→ Data shown:
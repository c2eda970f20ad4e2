/// Structured logging for the consumption forecasting tool
///
/// Provides context-rich logging with component tags, an optional subject
/// (state, month, file), timestamps and severity levels. Supports both
/// console output and an append-only log file.

use chrono::Utc;
use std::fmt;
use std::fs::OpenOptions;
use std::io::Write;
use std::sync::Mutex;

use crate::model::ForecastError;

// ---------------------------------------------------------------------------
// Log Levels
// ---------------------------------------------------------------------------

#[derive(Debug, Clone, Copy, PartialEq, Eq, PartialOrd, Ord)]
pub enum LogLevel {
    Debug,
    Info,
    Warning,
    Error,
}

impl fmt::Display for LogLevel {
    fn fmt(&self, f: &mut fmt::Formatter<'_>) -> fmt::Result {
        match self {
            LogLevel::Debug => f.pad("DEBUG"),
            LogLevel::Info => f.pad("INFO"),
            LogLevel::Warning => f.pad("WARN"),
            LogLevel::Error => f.pad("ERROR"),
        }
    }
}

impl std::str::FromStr for LogLevel {
    type Err = String;

    fn from_str(s: &str) -> Result<Self, Self::Err> {
        match s.to_ascii_lowercase().as_str() {
            "debug" => Ok(LogLevel::Debug),
            "info" => Ok(LogLevel::Info),
            "warn" | "warning" => Ok(LogLevel::Warning),
            "error" => Ok(LogLevel::Error),
            other => Err(format!("unknown log level '{}'", other)),
        }
    }
}

// ---------------------------------------------------------------------------
// Components
// ---------------------------------------------------------------------------

#[derive(Debug, Clone, Copy, PartialEq, Eq)]
pub enum Component {
    Oracle,
    Dataset,
    Projection,
    Chart,
    Config,
    System,
}

impl fmt::Display for Component {
    fn fmt(&self, f: &mut fmt::Formatter<'_>) -> fmt::Result {
        match self {
            Component::Oracle => write!(f, "ORACLE"),
            Component::Dataset => write!(f, "DATA"),
            Component::Projection => write!(f, "PROJ"),
            Component::Chart => write!(f, "CHART"),
            Component::Config => write!(f, "CFG"),
            Component::System => write!(f, "SYS"),
        }
    }
}

// ---------------------------------------------------------------------------
// Failure Classification
// ---------------------------------------------------------------------------

#[derive(Debug, Clone, PartialEq, Eq)]
pub enum FailureType {
    /// Bad user input - a selection outside the registries, a date outside the range
    Expected,
    /// Broken artifact, unwritable output, charting backend failure
    Unexpected,
    /// Cannot tell without looking at the data (e.g. a malformed dataset)
    Unknown,
}

impl fmt::Display for FailureType {
    fn fmt(&self, f: &mut fmt::Formatter<'_>) -> fmt::Result {
        match self {
            FailureType::Expected => write!(f, "EXPECTED"),
            FailureType::Unexpected => write!(f, "UNEXPECTED"),
            FailureType::Unknown => write!(f, "UNKNOWN"),
        }
    }
}

// ---------------------------------------------------------------------------
// Logger Configuration
// ---------------------------------------------------------------------------

/// Global logger instance
static LOGGER: Mutex<Option<Logger>> = Mutex::new(None);

pub struct Logger {
    /// Minimum log level to display
    min_level: LogLevel,
    /// Optional file path for logging
    log_file: Option<String>,
    /// Whether to include timestamps in console output
    console_timestamps: bool,
}

impl Logger {
    pub fn init(min_level: LogLevel, log_file: Option<String>, console_timestamps: bool) {
        let logger = Logger {
            min_level,
            log_file,
            console_timestamps,
        };

        if let Ok(mut guard) = LOGGER.lock() {
            *guard = Some(logger);
        }
    }

    fn log(&self, level: LogLevel, component: Component, subject: Option<&str>, message: &str) {
        if level < self.min_level {
            return;
        }

        let timestamp = Utc::now().format("%Y-%m-%d %H:%M:%S UTC").to_string();
        let subject_part = subject.map(|s| format!(" [{}]", s)).unwrap_or_default();
        let log_entry = format_entry(&timestamp, level, component, &subject_part, message);

        if self.console_timestamps {
            match level {
                LogLevel::Error | LogLevel::Warning => eprintln!("{}", log_entry),
                LogLevel::Info | LogLevel::Debug => println!("{}", log_entry),
            }
        } else {
            match level {
                LogLevel::Error => eprintln!("   ✗ {}{}: {}", component, subject_part, message),
                LogLevel::Warning => eprintln!("   ⚠ {}{}: {}", component, subject_part, message),
                LogLevel::Info => println!("   {}", message),
                LogLevel::Debug => println!("   [DEBUG] {}", message),
            }
        }

        if let Some(ref path) = self.log_file {
            if let Err(e) = Self::append_to_file(path, &log_entry) {
                eprintln!("Failed to write to log file {}: {}", path, e);
            }
        }
    }

    fn append_to_file(path: &str, entry: &str) -> std::io::Result<()> {
        let mut file = OpenOptions::new().create(true).append(true).open(path)?;
        writeln!(file, "{}", entry)?;
        Ok(())
    }
}

fn format_entry(
    timestamp: &str,
    level: LogLevel,
    component: Component,
    subject_part: &str,
    message: &str,
) -> String {
    format!("{} {:<5} {}{}: {}", timestamp, level, component, subject_part, message)
}

// ---------------------------------------------------------------------------
// Public Logging Functions
// ---------------------------------------------------------------------------

/// Initialize the global logger. Until this is called, logging is a no-op.
pub fn init_logger(min_level: LogLevel, log_file: Option<&str>, console_timestamps: bool) {
    Logger::init(min_level, log_file.map(String::from), console_timestamps);
}

fn dispatch(level: LogLevel, component: Component, subject: Option<&str>, message: &str) {
    if let Ok(guard) = LOGGER.lock() {
        if let Some(logger) = guard.as_ref() {
            logger.log(level, component, subject, message);
        }
    }
}

pub fn info(component: Component, subject: Option<&str>, message: &str) {
    dispatch(LogLevel::Info, component, subject, message);
}

pub fn warn(component: Component, subject: Option<&str>, message: &str) {
    dispatch(LogLevel::Warning, component, subject, message);
}

pub fn error(component: Component, subject: Option<&str>, message: &str) {
    dispatch(LogLevel::Error, component, subject, message);
}

pub fn debug(component: Component, subject: Option<&str>, message: &str) {
    dispatch(LogLevel::Debug, component, subject, message);
}

// ---------------------------------------------------------------------------
// Failure Classification Helpers
// ---------------------------------------------------------------------------

pub fn classify_failure(err: &ForecastError) -> FailureType {
    match err {
        ForecastError::UnknownState(_)
        | ForecastError::UnknownConsumptionType(_)
        | ForecastError::DateOutOfRange { .. }
        | ForecastError::InvalidInput(_) => FailureType::Expected,
        ForecastError::Oracle(_)
        | ForecastError::Config(_)
        | ForecastError::Io(_)
        | ForecastError::Chart(_) => FailureType::Unexpected,
        ForecastError::Dataset(_) => FailureType::Unknown,
    }
}

fn component_of(err: &ForecastError) -> Component {
    match err {
        ForecastError::Oracle(_) => Component::Oracle,
        ForecastError::Dataset(_) => Component::Dataset,
        ForecastError::Config(_) => Component::Config,
        ForecastError::Chart(_) => Component::Chart,
        ForecastError::DateOutOfRange { .. } => Component::Projection,
        _ => Component::System,
    }
}

/// Log a failed command with automatic classification.
pub fn log_failure(operation: &str, err: &ForecastError) {
    let failure_type = classify_failure(err);
    let message = format!("{} failed [{}]: {}", operation, failure_type, err);
    let component = component_of(err);

    match failure_type {
        FailureType::Expected => warn(component, None, &message),
        FailureType::Unexpected => error(component, None, &message),
        FailureType::Unknown => warn(component, None, &message),
    }
}

// ---------------------------------------------------------------------------
// Load Summary Logging
// ---------------------------------------------------------------------------

/// Log a summary of a dataset load.
pub fn log_load_summary(subject: &str, total: usize, loaded: usize, skipped: usize) {
    let message = format!(
        "Load complete: {}/{} rows loaded, {} skipped",
        loaded, total, skipped
    );

    if skipped == 0 {
        info(Component::Dataset, Some(subject), &message);
    } else if loaded == 0 {
        error(Component::Dataset, Some(subject), &message);
    } else {
        warn(Component::Dataset, Some(subject), &message);
    }
}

→ Work instruction: State the count of lines in the data holding the word "Copy", adding nothing to it.

→ Reply: 2